Michela Taufer, a computer scientist at the University of Delaware, wants to find a cure for HIV, and she wants your help. No ph.D.? No problem. She’s created Docking@Home, a project supported by the National Science Foundation, which uses idle computers to crunch the massive amounts of data that it requires to find novel disease fighting molecules. So far, over 6,000 volunteers have signed up to donate their unused computing power.


Taufer’s innovation tackles one of the thorniest problems in new-drug discovery: Before promising molecules can be tested in the lab, researchers have to use computer models to sift through infinite numbers of candidate molecules, looking for those with the right chemical structure. The process, called docking, is about brute force: The more molecules you can simulate, the better the change you have of finding one that’s right. But supercomputer time is expensive, with long wait-list. That’s why Taufer created Docking@Home, which distributes hundreds of thousands of computing tasks among the computers of volunteers. 
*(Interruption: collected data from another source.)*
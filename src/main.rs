use anyhow::Result;
use chrono::Utc;
use clap::{CommandFactory, Parser, Subcommand};

use toolbox_release::cli::{self, ReleaseArgs, ReleaseStatus};
use toolbox_release::config::{self, Config};
use toolbox_release::domain::Version;
use toolbox_release::git::{Git2Repository, Repository};
use toolbox_release::publish::{self, GitHubReleases};
use toolbox_release::{ui, validate};

#[derive(clap::Parser)]
#[command(
    name = "toolbox-release",
    about = "Cut, package and publish releases of a Sublime Text package"
)]
struct Args {
    #[arg(short, long, global = true, help = "Custom configuration file path")]
    config: Option<String>,

    #[arg(short, long, help = "Print version information")]
    version: bool,

    #[command(subcommand)]
    command: Option<Command>,
}

#[derive(Subcommand)]
enum Command {
    /// Run the release pipeline for VERSION (MAJOR.MINOR.PATCH)
    Release {
        #[arg(value_name = "VERSION")]
        release_version: String,

        #[arg(long, help = "Preview notes and classification without changing anything")]
        dry_run: bool,

        #[arg(long, help = "Skip package validation before rewriting files")]
        no_verify: bool,

        #[arg(long, help = "Rewrite files and build the archive, but do not commit, tag, push or release")]
        no_publish: bool,

        #[arg(short = 'y', long, help = "Skip the confirmation prompt before publishing")]
        yes: bool,
    },

    /// Check the package's JSON and YAML files
    Validate,

    /// Print the release notes and release body for VERSION without side effects
    Notes {
        #[arg(value_name = "VERSION")]
        release_version: String,
    },
}

fn main() {
    if let Err(e) = run() {
        ui::display_error(&e.to_string());
        std::process::exit(1);
    }
}

fn run() -> Result<()> {
    let args = Args::parse();

    if args.version {
        println!("toolbox-release {}", env!("CARGO_PKG_VERSION"));
        return Ok(());
    }

    let Some(command) = args.command else {
        Args::command().print_help()?;
        return Ok(());
    };

    let config = config::load_config(args.config.as_deref())?;

    match command {
        Command::Release {
            release_version,
            dry_run,
            no_verify,
            no_publish,
            yes,
        } => release(
            ReleaseArgs {
                version: release_version,
                dry_run,
                no_verify,
                no_publish,
                assume_yes: yes,
            },
            &config,
        ),
        Command::Validate => validate_package(&config),
        Command::Notes { release_version } => notes(&release_version, &config),
    }
}

fn open_repository(config: &Config) -> Result<Git2Repository> {
    let token = std::env::var(&config.publish.token_env).ok();
    Ok(Git2Repository::open(".")?.with_https_token(token))
}

fn release(args: ReleaseArgs, config: &Config) -> Result<()> {
    // Reject a malformed version before opening anything
    Version::parse(&args.version)?;

    let repo = open_repository(config)?;
    let host = GitHubReleases::new(&config.publish, publish::resolve_slug(config, &repo)?);

    let outcome = cli::run_release(&args, config, &repo, &host, Utc::now(), |prompt| {
        ui::confirm_action(prompt).unwrap_or(false)
    })?;

    let tag = &outcome.prepared.context.tag;
    match outcome.status {
        ReleaseStatus::DryRun => ui::display_status(&format!("Dry run for {} complete", tag)),
        ReleaseStatus::Packaged => ui::display_success(&format!("{} prepared locally", tag)),
        ReleaseStatus::Cancelled => println!("Operation cancelled by user."),
        ReleaseStatus::Published => {
            println!("\n{} Successfully released {}\n", console::style("✓").green(), tag)
        }
    }
    Ok(())
}

fn validate_package(config: &Config) -> Result<()> {
    // Same root the release gate checks, even when run from a subdirectory
    let repo = Git2Repository::open(".")?;
    let report = validate::validate_package(repo.workdir(), config);
    ui::display_findings(&report.findings);
    report.into_result()?;
    ui::display_success("Package files are valid");
    Ok(())
}

fn notes(version: &str, config: &Config) -> Result<()> {
    Version::parse(version)?;

    let repo = open_repository(config)?;
    let prepared = cli::prepare_release(version, config, &repo)?;
    ui::display_release_content(&prepared.content);
    println!("\n{}\n", console::style("Release body").underlined());
    print!("{}", prepared.release_body());
    Ok(())
}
Currently, they’re looking for protein inhibitors that would keep HIV from replicating itself, and therefore from spreading throughout the immune system. If you’re interested in helping, you can volunteer here, by installing an open-source software program called BOINC (Berkeley Open Infrastructure for Network Computing), which senses your computer idle cycles and links them up to the Docking Server at the University ofDelaware.

Meanwhile, Taufer’s group is looking for an entirely different application, which would allow volunteers to “throw” a molecule at a protein, to test for a match. As she says, “Other people do yoga with a Wii. We are doing science.”

[Via Physorg]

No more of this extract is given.